• Oversee the daily floor operations to ensure service is done proficiently per L’Atelier steps of service and standards.
• Ensure that staffing attendance is matching the operations needs and that any changes in scheduling have been reviewed and approved by management team.
• Ensure that all Front of House employees are trained to meet the standards of service.
• Interact with guest frequently to ensure satisfaction of their dining experience, and to build relationships to develop return clientele.
• Fill in where needed to ensure guest service standards and efficient operations including, but not limited to, order taking, wine service, and general duties.
• Comprehensive knowledge of all menu items.
• Comprehensive knowledge of grape varietals, wine styles, spirits, and cocktails.
• Resolve guest complaints and report to General Manager and Executive Chef. Log all guest data appropriately.
• Assist with inventory control and labor management to operate the restaurant efficiently and cost effectively.
• Maintain reservation system, updating guest notes and feedback where necessary.
• Communicate daily with the Maître D and host team, providing current information on large and private parties, expected VIP’s and special requests.
• Communicate daily with the culinary team, providing current information on large parties or expected VIP’s.
• Responsible for the duties of opening and closing shifts where applicable.
• Prepare and deliver daily pre-service meeting.
• Reconcile all employee time clock inputs to scheduled labor at end of each business day. Follow procedure to make proper adjustment in the Point of Sale system if necessary.
• Minimum two years’ hospitality management experience preferred. Previous fine dining hospitality experience preferred
• Must be able to speak, read, write in clear English.
• Experience in service training, staff scheduling, and leadership best practices.
• Demonstrated knowledge and experience with managing inventory and cost control is preferred
• Knowledge of basic accounting principles and practices is preferred
• Must be able to use relevant computer applications (Microsoft Word, Excel, Outlook; restaurant specific software including point-of-sale registers and business metric applications)

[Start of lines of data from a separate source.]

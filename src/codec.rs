//! Tile layer payload decoding: plain, CSV and base64 (optionally zlib/gzip
//! compressed) streams down to a flat row-major list of GIDs.

use std::io::Read;

use base64::engine::general_purpose::STANDARD;
use base64::Engine;
use flate2::read::{GzDecoder, ZlibDecoder};
use log::debug;

use crate::error::DecodeError;
use crate::gid::Gid;

/// How a layer's tile data is written in the document.
#[derive(Debug, Clone, Copy, PartialEq, Eq, Default)]
pub enum Encoding {
    /// One GID per `<tile>` element (or a JSON array).
    #[default]
    Plain,
    /// Comma separated decimal GIDs.
    Csv,
    /// Little-endian `u32`s, base64 encoded and optionally compressed.
    Base64,
}

impl Encoding {
    /// Maps a document `encoding` tag; absent or empty means plain.
    pub fn from_tag(tag: Option<&str>) -> Result<Self, DecodeError> {
        match tag.unwrap_or("") {
            "" => Ok(Encoding::Plain),
            "csv" => Ok(Encoding::Csv),
            "base64" => Ok(Encoding::Base64),
            other => Err(DecodeError::UnrecognizedEncoding(other.to_owned())),
        }
    }
}

/// Compression applied to a base64 payload before encoding.
#[derive(Debug, Clone, Copy, PartialEq, Eq, Default)]
pub enum Compression {
    /// No compression.
    #[default]
    None,
    /// zlib stream.
    Zlib,
    /// gzip stream.
    Gzip,
}

impl Compression {
    /// Maps a document `compression` tag; absent or empty means none.
    pub fn from_tag(tag: Option<&str>) -> Result<Self, DecodeError> {
        match tag.unwrap_or("") {
            "" => Ok(Compression::None),
            "zlib" => Ok(Compression::Zlib),
            "gzip" => Ok(Compression::Gzip),
            other => Err(DecodeError::UnrecognizedCompression(other.to_owned())),
        }
    }
}

/// A layer's tile data as declared in the document.
#[derive(Debug, Clone, Copy)]
pub struct RawTileStream<'a> {
    /// Declared encoding.
    pub encoding: Encoding,
    /// Raw `compression` tag, only read for base64 payloads.
    pub compression: Option<&'a str>,
    /// Text content of the data block (CSV or base64).
    pub text: &'a str,
    /// Per-tile GIDs for the plain encoding.
    pub tiles: &'a [u32],
}

/// Decodes `stream` for a `width` x `height` grid.
///
/// The result always has exactly `width * height` entries, row-major with the
/// origin at the top-left.
pub fn decode(stream: &RawTileStream<'_>, width: usize, height: usize) -> Result<Vec<Gid>, DecodeError> {
    let expected = width * height;
    debug!("decoding {expected} tiles, encoding {:?}", stream.encoding);

    let gids = match stream.encoding {
        Encoding::Plain => decode_plain(stream.tiles),
        Encoding::Csv => decode_csv(stream.text)?,
        Encoding::Base64 => {
            let compression = Compression::from_tag(stream.compression)?;
            let bytes = decode_base64(stream.text, compression, expected * 4)?;
            if bytes.len() != expected * 4 {
                return Err(DecodeError::DecodedLengthMismatch {
                    expected: expected * 4,
                    actual: bytes.len(),
                });
            }
            gids_from_le_bytes(&bytes)
        }
    };

    if gids.len() != expected {
        return Err(DecodeError::DecodedLengthMismatch {
            expected,
            actual: gids.len(),
        });
    }
    Ok(gids)
}

/// Plain GIDs as listed.
pub fn decode_plain(tiles: &[u32]) -> Vec<Gid> {
    tiles.iter().copied().map(Gid).collect()
}

/// Parses comma separated decimal GIDs. Anything that is neither a digit nor a
/// comma (whitespace, newlines) is dropped first.
pub fn decode_csv(text: &str) -> Result<Vec<Gid>, DecodeError> {
    let clean: String = text
        .chars()
        .filter(|c| c.is_ascii_digit() || *c == ',')
        .collect();

    clean
        .split(',')
        .map(|token| {
            token
                .parse::<u32>()
                .map(Gid)
                .map_err(|source| DecodeError::InvalidCsv {
                    token: token.to_owned(),
                    source,
                })
        })
        .collect()
}

/// Base64-decodes `text` and inflates it according to `compression`.
///
/// Inflation stops one byte past `limit`, enough for the caller to see an
/// oversized stream without holding all of it.
pub fn decode_base64(text: &str, compression: Compression, limit: usize) -> Result<Vec<u8>, DecodeError> {
    let compact: String = text.split_ascii_whitespace().collect();
    let raw = STANDARD.decode(compact)?;

    let cap = limit as u64 + 1;
    let mut out = Vec::new();
    match compression {
        Compression::None => return Ok(raw),
        Compression::Zlib => ZlibDecoder::new(raw.as_slice())
            .take(cap)
            .read_to_end(&mut out)
            .map_err(DecodeError::Decompress)?,
        Compression::Gzip => GzDecoder::new(raw.as_slice())
            .take(cap)
            .read_to_end(&mut out)
            .map_err(DecodeError::Decompress)?,
    };
    Ok(out)
}

fn gids_from_le_bytes(bytes: &[u8]) -> Vec<Gid> {
    bytes
        .chunks_exact(4)
        .map(|c| Gid(u32::from_le_bytes([c[0], c[1], c[2], c[3]])))
        .collect()
}

#[cfg(test)]
mod tests {
    use super::*;
    use flate2::write::{GzEncoder, ZlibEncoder};
    use std::io::Write;

    const GRID: [u32; 6] = [1, 0, 3, 0x8000_0002, 5, 0];

    fn le_bytes(gids: &[u32]) -> Vec<u8> {
        gids.iter().flat_map(|g| g.to_le_bytes()).collect()
    }

    fn encode(gids: &[u32], compression: Compression) -> String {
        let bytes = le_bytes(gids);
        let packed = match compression {
            Compression::None => bytes,
            Compression::Zlib => {
                let mut e = ZlibEncoder::new(Vec::new(), flate2::Compression::default());
                e.write_all(&bytes).unwrap();
                e.finish().unwrap()
            }
            Compression::Gzip => {
                let mut e = GzEncoder::new(Vec::new(), flate2::Compression::default());
                e.write_all(&bytes).unwrap();
                e.finish().unwrap()
            }
        };
        format!("\n   {}\n  ", STANDARD.encode(packed))
    }

    fn raw(gids: &[Gid]) -> Vec<u32> {
        gids.iter().map(|g| g.raw()).collect()
    }

    #[test]
    fn plain_projects_tiles() {
        let stream = RawTileStream { encoding: Encoding::Plain, compression: None, text: "", tiles: &GRID };
        assert_eq!(raw(&decode(&stream, 3, 2).unwrap()), GRID);
    }

    #[test]
    fn csv_ignores_whitespace() {
        let text = "\n1,0,3,\n2147483650,5,0\n";
        let stream = RawTileStream { encoding: Encoding::Csv, compression: None, text, tiles: &[] };
        assert_eq!(raw(&decode(&stream, 3, 2).unwrap()), GRID);
    }

    #[test]
    fn csv_rejects_empty_token() {
        let err = decode_csv("1,,2").unwrap_err();
        assert!(matches!(err, DecodeError::InvalidCsv { ref token, .. } if token.is_empty()));
    }

    #[test]
    fn base64_all_compressions_reproduce_grid() {
        for (tag, compression) in [
            (None, Compression::None),
            (Some("zlib"), Compression::Zlib),
            (Some("gzip"), Compression::Gzip),
        ] {
            let text = encode(&GRID, compression);
            let stream = RawTileStream {
                encoding: Encoding::Base64,
                compression: tag,
                text: &text,
                tiles: &[],
            };
            assert_eq!(raw(&decode(&stream, 3, 2).unwrap()), GRID, "{tag:?}");
        }
    }

    #[test]
    fn base64_length_is_checked_in_bytes() {
        let text = encode(&GRID[..5], Compression::None);
        let stream = RawTileStream { encoding: Encoding::Base64, compression: None, text: &text, tiles: &[] };
        let err = decode(&stream, 3, 2).unwrap_err();
        assert!(matches!(
            err,
            DecodeError::DecodedLengthMismatch { expected: 24, actual: 20 }
        ));
    }

    #[test]
    fn plain_length_mismatch() {
        let tiles = [0u32; 15];
        let stream = RawTileStream { encoding: Encoding::Plain, compression: None, text: "", tiles: &tiles };
        let err = decode(&stream, 4, 4).unwrap_err();
        assert!(matches!(
            err,
            DecodeError::DecodedLengthMismatch { expected: 16, actual: 15 }
        ));
    }

    #[test]
    fn unknown_tags_fail() {
        assert!(matches!(
            Encoding::from_tag(Some("xml")).unwrap_err(),
            DecodeError::UnrecognizedEncoding(ref e) if e == "xml"
        ));
        assert_eq!(Encoding::from_tag(None).unwrap(), Encoding::Plain);

        let stream = RawTileStream { encoding: Encoding::Base64, compression: Some("zstd"), text: "AAAAAA==", tiles: &[] };
        assert!(matches!(
            decode(&stream, 1, 1).unwrap_err(),
            DecodeError::UnrecognizedCompression(ref c) if c == "zstd"
        ));
    }

    #[test]
    fn corrupt_zlib_stream_fails() {
        let text = STANDARD.encode([1u8, 2, 3, 4, 5]);
        assert!(matches!(
            decode_base64(&text, Compression::Zlib, 4).unwrap_err(),
            DecodeError::Decompress(_)
        ));
    }

    #[test]
    fn oversized_stream_stops_past_the_layer_size() {
        let zeros = vec![0u32; 1 << 16];
        for compression in [Compression::Zlib, Compression::Gzip] {
            let text = encode(&zeros, compression);
            assert_eq!(decode_base64(&text, compression, 4).unwrap().len(), 5);

            let tag = if compression == Compression::Zlib { "zlib" } else { "gzip" };
            let stream = RawTileStream {
                encoding: Encoding::Base64,
                compression: Some(tag),
                text: &text,
                tiles: &[],
            };
            assert!(matches!(
                decode(&stream, 1, 1).unwrap_err(),
                DecodeError::DecodedLengthMismatch { expected: 4, actual: 5 }
            ));
        }
    }
}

• Can reach, bend, stoop and frequently lift items up to 30 pounds.
• Can work in a standing position for long periods of time (up to 10 hours).
Medical, Dental & Vision Benefits, Paid Time Off, Group Restaurant Discounts, Commuter Benefits
Other jobs you might be interested in
Part of INVEST HOSPITALITY
CHEF JOËL ROBUCHON
Legendary French Chef Joël Robuchon holds 32 Michelin stars—more than any chef in the world—and operates fine dining restaurants across the globe. He has been awarded the Meilleur Ouvrier de France (France's Best Craftsman) in cuisine; was titled "Chef of the Century" by the guide Gault Millau; and has mentored a generation of renowned chefs including Eric Ripert and Gordon Ramsay.
ABOUT L’ATELIER DE JOËL ROBUCHON NEW YORK
L’ATELIER de Joël Robuchon New York is the latest incarnation of legendary Chef Joël Robuchon’s groundbreaking concept, which first opened in Paris’ Saint-Germain neighborhood in 2003, followed by Tokyo the same year. Currently with 12 distinct locations around the world, each restaurant feels of-its-place, staying true to the original Parisian roots, while drawing inspiration from the surrounding city and neighborhood. L’ATELIER’s name refers to a craftsman’s workshop, emphasizing Chef Joël Robuchon’s hallmark of elevating the simplest of dishes into something extraordinary using pristine ingredients, immaculate technique, and abundant creativity. The restaurant’s signature counter seating faces directly into the open kitchen, allowing for a dynamic interaction between chef and diner, and view into the creative process.
ABOUT LE GRILL
LE GRILL de Joël Robuchon is an elegant yet approachable restaurant located in the front of L’ATELIER. The space includes an expansive bar, which serves as the focal point of the room, as well as table seating for 56. Guests can walk-in and enjoy a cocktail, or stay for a full meal from LE GRILL’s à la carte dinner menu, which is unique and independent of the menu at L’ATELIER de Joël Robuchon. LE GRILL utilizes the same exceptional quality of ingredients as L’ATELIER, offered in simpler preparations of sharing plates, salads, and composed dishes.
Executive Chef Christophe Bellanca, a longtime veteran of L’ATELIER de Joël Robuchon, oversees the all-star kitchen team, including Executive Pastry Chef Salvatore Martone, who has worked with Chef Joël Robuchon since 2005, and most recently served as the Pastry Chef at L’ATELIER de Joël Robuchon in Las Vegas; and, Head Baker Tetsuya Yamaguchi, who has worked with Chef Joël Robuchon for 20 years at his restaurants around the world. Together, they work to uphold the high standards that have earned a total of 32 Michelin stars worldwide, and execute the vision of Chef Joël Robuchon.
INVEST HOSPITALITY is a responsible boutique investment firm specializing in the acquisition, growth and development of hospitality brands and assets.